Seeking Connection: Get (back) on your feet
What’s the first thing you do when you walk in your house?
If you answered, “Take off my shoes,” then give yourself a pat on the back.
Barefoot is beautiful.
A man named Tony Riddle just finished running 30 miles for 30 consecutive days. His journey took him from Britain’s southernmost point to its northernmost village on the Scottish mainland, almost 900 miles in all.
The craziest part? He spent the entire time barefoot.
In a great cosmic wink, a friend shared a podcast about Tony’s adventure on the same day I bought new running shoes.
I didn’t go to an expensive run shop and have my feet measured. I didn’t spend a mortgage payment on them. I bought a $50 pair of New Balance “street shoes,” size six, and pulled the insert out of them.
Street shoes are designed for fashion, a shoe you wear with a cute outfit rather than a shoe you exercise in. With the insert gone, my shoes now have close to a zero drop from heel to toe, no arch support or cushioning, and probably a five-millimeter sole.
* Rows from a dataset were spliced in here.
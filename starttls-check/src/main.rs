//! starttls-check CLI Application
//!
//! Reads a CSV of domains, checks each one's MTA-STS policy and mail
//! exchangers on a worker pool, and reports MTA-STS adoption across the list.

mod ui;

use clap::builder::styling::{AnsiColor, Effects, Styles};
use clap::Parser;
use starttls_check_lib::{
    load_env_config, parse_timeout_string, resolve_scan_config, run_batch, AggregatedScan,
    ConfigManager, CsvIdentifiers, EnvConfig, FileConfig, JsonLinesPrinter, MailChecker, PoolSize,
    ScanConfig, ScanError, ScanSource,
};
use std::io;
use std::process;
use std::time::Duration;
use tracing_subscriber::EnvFilter;

const STYLES: Styles = Styles::styled()
    .header(AnsiColor::Yellow.on_default().effects(Effects::BOLD))
    .usage(AnsiColor::Yellow.on_default().effects(Effects::BOLD))
    .literal(AnsiColor::Green.on_default().effects(Effects::BOLD))
    .placeholder(AnsiColor::Cyan.on_default());

/// CLI arguments for starttls-check
#[derive(Parser, Debug)]
#[command(name = "starttls-check")]
#[command(version = env!("CARGO_PKG_VERSION"))]
#[command(about = "Scan a list of mail domains for MTA-STS and STARTTLS support")]
#[command(
    long_about = "Scan a CSV list of mail domains for MTA-STS and STARTTLS support.\n\nEach domain's MX records are looked up and its MTA-STS policy is fetched and validated. Every MX host is probed over SMTP, and adoption statistics are reported for the whole list."
)]
#[command(styles = STYLES)]
pub struct Args {
    /// CSV file with domains (reads stdin if omitted or "-")
    #[arg(value_name = "FILE", help_heading = "Input")]
    pub file: Option<String>,

    /// Zero-based column holding the domain
    #[arg(short = 'c', long = "column", value_name = "N", help_heading = "Input")]
    pub column: Option<usize>,

    /// Treat the first row as a header
    #[arg(long = "headers", help_heading = "Input")]
    pub headers: bool,

    /// Label recorded on the summary (top-domains or local)
    #[arg(long = "source", value_name = "SOURCE", help_heading = "Input")]
    pub source: Option<ScanSource>,

    /// Number of parallel workers (default: 16)
    #[arg(short = 'p', long = "pool-size", value_name = "N", help_heading = "Performance")]
    pub pool_size: Option<String>,

    /// Network timeout per operation, e.g. "10s" or "1m"
    #[arg(short = 't', long = "timeout", value_name = "DURATION", help_heading = "Performance")]
    pub timeout: Option<String>,

    /// Print every domain result as a JSON line
    #[arg(short = 'j', long = "json", help_heading = "Output Format")]
    pub json: bool,

    /// Print the aggregated summary as JSON
    #[arg(long = "summary-json", help_heading = "Output Format")]
    pub summary_json: bool,

    /// Use specific config file instead of automatic discovery
    #[arg(long = "config", value_name = "FILE", help_heading = "Configuration")]
    pub config: Option<String>,

    /// Verbose logging
    #[arg(short = 'v', long = "verbose", help_heading = "Configuration")]
    pub verbose: bool,
}

#[tokio::main]
async fn main() {
    let args = Args::parse();
    init_tracing(args.verbose);

    if let Err(e) = run(args).await {
        eprintln!("Error: {}", e);
        process::exit(1);
    }
}

fn init_tracing(verbose: bool) {
    let default_level = if verbose { "info" } else { "warn" };
    let filter =
        EnvFilter::try_from_default_env().unwrap_or_else(|_| EnvFilter::new(default_level));
    tracing_subscriber::fmt()
        .with_env_filter(filter)
        .with_writer(io::stderr)
        .with_target(false)
        .init();
}

async fn run(args: Args) -> Result<(), ScanError> {
    let env_config = load_env_config(args.verbose);
    let file_config = load_file_config(&args, &env_config)?;
    let config = build_config(&args, &file_config, &env_config)?;
    tracing::debug!(?config, "resolved scan configuration");

    let output = file_config.output.clone().unwrap_or_default();
    let json = args.json || output.json.unwrap_or(false);
    let summary_json = args.summary_json || output.summary_json.unwrap_or(false);
    let structured = json || summary_json;

    let identifiers: Box<dyn Iterator<Item = Result<String, ScanError>> + Send> =
        match args.file.as_deref() {
            None | Some("-") => Box::new(CsvIdentifiers::from_reader(
                io::stdin(),
                config.column,
                config.has_headers,
            )),
            Some(path) => Box::new(CsvIdentifiers::from_path(
                path,
                config.column,
                config.has_headers,
            )?),
        };

    let checker = MailChecker::with_config(&config)?;
    let check = move |domain: String| {
        let checker = checker.clone();
        async move { checker.check_domain(&domain).await }
    };

    if !structured {
        ui::print_header(&config, args.file.as_deref());
    }
    let spinner = if structured {
        None
    } else {
        ui::Spinner::start(format!(
            "Scanning with {} workers...",
            config.pool_size.get()
        ))
    };

    let mut scan = AggregatedScan::new(config.source);
    let outcome = if json {
        let mut handler = (JsonLinesPrinter::new(io::stdout().lock()), &mut scan);
        run_batch(identifiers, check, &mut handler, config.pool_size).await
    } else {
        run_batch(identifiers, check, &mut scan, config.pool_size).await
    };

    if let Some(spinner) = spinner {
        spinner.stop().await;
    }
    let stats = outcome?;
    tracing::info!(
        delivered = stats.delivered,
        elapsed = ?stats.elapsed,
        "scan finished"
    );

    if summary_json {
        println!("{}", serde_json::to_string_pretty(&scan.summary())?);
    } else if !json {
        ui::print_summary(&scan, &stats);
    }

    Ok(())
}

/// An explicit `--config` (or `SC_CONFIG`) must load; otherwise discover.
fn load_file_config(args: &Args, env_config: &EnvConfig) -> Result<FileConfig, ScanError> {
    let manager = ConfigManager::new(args.verbose);
    match args.config.as_ref().or(env_config.config.as_ref()) {
        Some(path) => manager.load_file(path),
        None => manager.discover_and_load(),
    }
}

/// Apply command-line flags over the file and environment configuration.
fn build_config(
    args: &Args,
    file_config: &FileConfig,
    env_config: &EnvConfig,
) -> Result<ScanConfig, ScanError> {
    let mut config = resolve_scan_config(file_config, env_config);

    if let Some(raw) = args.pool_size.as_deref() {
        config = config.with_pool_size(PoolSize::resolve(Some(raw)));
    }
    if let Some(column) = args.column {
        config = config.with_column(column);
    }
    if args.headers {
        config = config.with_headers(true);
    }
    if let Some(source) = args.source {
        config = config.with_source(source);
    }
    if let Some(timeout) = args.timeout.as_deref() {
        let secs = parse_timeout_string(timeout).ok_or_else(|| {
            ScanError::config(format!(
                "Invalid timeout '{}'. Use format like '5s', '30s', '2m'",
                timeout
            ))
        })?;
        config = config.with_timeout(Duration::from_secs(secs));
    }

    if config.timeout.is_zero() {
        return Err(ScanError::config("Timeout must be greater than zero"));
    }

    Ok(config)
}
Skip the socks and, while not exactly barefoot, it’s still a far cry from what most people have been taught entails an appropriate shoe.
My love for “as little shoe as possible” is based on building strong proprioception, or how I understand where my body exists in space.
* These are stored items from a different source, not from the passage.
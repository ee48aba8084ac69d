use serde::{Deserialize, Serialize};
use std::collections::{BTreeMap, HashMap, HashSet};

/// One vocabulary slot: a dense column index and the term's document frequency.
#[derive(Debug, Clone, Copy, Serialize, Deserialize)]
pub struct TermEntry {
    pub index: u32,
    pub df: u32,
}

/// Global term table for one generation: term -> (index, document frequency).
///
/// Indices are dense `0..len()` and assigned in sorted-term order, so an
/// unchanged corpus always rebuilds to an identical vocabulary. Built once
/// per generation and never mutated afterward.
#[derive(Debug, Clone, Default, Serialize, Deserialize)]
pub struct Vocabulary {
    terms: HashMap<String, TermEntry>,
    num_docs: u32,
}

impl Vocabulary {
    /// Build from pre-tokenized documents. Every document in `docs` counts
    /// toward the corpus size; callers drop untokenizable documents first.
    pub fn build(docs: &[Vec<String>]) -> Self {
        let mut df: BTreeMap<&str, u32> = BTreeMap::new();
        for tokens in docs {
            let unique: HashSet<&str> = tokens.iter().map(String::as_str).collect();
            for term in unique {
                *df.entry(term).or_insert(0) += 1;
            }
        }
        let terms = df
            .into_iter()
            .enumerate()
            .map(|(i, (term, df))| (term.to_string(), TermEntry { index: i as u32, df }))
            .collect();
        Self {
            terms,
            num_docs: docs.len() as u32,
        }
    }

    pub fn get(&self, term: &str) -> Option<TermEntry> {
        self.terms.get(term).copied()
    }

    pub fn len(&self) -> usize {
        self.terms.len()
    }

    pub fn is_empty(&self) -> bool {
        self.terms.is_empty()
    }

    /// Corpus size the document frequencies were counted against.
    pub fn num_docs(&self) -> u32 {
        self.num_docs
    }
}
Our feet are constantly in communication with our brain. There are 26 bones, 33 joints, 20 muscles and hundreds of nerve receptors, tendons and ligaments in the feet.
Those joints require a range of motion that is inhibited in shoes.
When you’re barefoot, you engage your vision, your brain, your nerves, the soles of your feet and all the muscles, bones, tendons and supporting structures of your feet and legs. Everything works together, and messages are relayed efficiently between these things.
When we train barefoot, or place as little between our feet and the actual earth as possible, we fall into our natural gait, or the walking pattern specific to our unique body.
Now, let’s say you have on cushy socks, shoes with lots of padding, and possibly inserts.
Your body’s proprioceptive system loses a lot of input. When you are disconnected from what’s happening inside, you get injured.
Biomechanically, we use fewer muscles to walk or run in shoes than barefoot. So shoes often prevent you from using muscles that might strengthen the entire body, leading to balance issues over time. Your body forgets its natural gait.
When you shed the shoes, your body naturally builds you the “shoe” you need through calluses.
Contrary to popular belief, calluses do not make feet any less sensitive.
This makes evolutionary sense. Cave men — who did not have access to zappos.com — used calluses to protect the part of the foot that naturally hit the ground most often, since it wasn’t advantageous to lose sensation and thus communication between their feet and their brain.
It’s still the same for us. Calluses will grow thicker when you spend more time barefoot, but there is no proprioceptive trade-off.
So do not ever shave your calluses when you get a pedicure; that thick skin — mostly keratin proteins — was designed specifically to transmit mechanical force to the nerves of the foot, ankle, leg and hip.
Further, bare feet receive electrons from the earth that make us healthier. Grounding the body allows negatively charged antioxidant electrons from the earth to enter the body and neutralize positively charged free radicals in inflamed areas.
Sounds crazy, right? Scientists have actually documented a reduction in inflammation using MRI while measuring blood chemistry and white blood cell amounts before and after grounding.
They found the electrical currents rooted in the earth’s layers make the ground under our feet a huge antioxidant.
Humans have an electrical system that needs to be grounded. When we walk around insulated all day in our shoes, the rubber sole prevents that good healthy grounding.
Humans will take millions and millions of steps over their lifetime. I’m not saying we don’t ever need shoes. What I’m saying is that it would benefit us all to spend more time barefoot.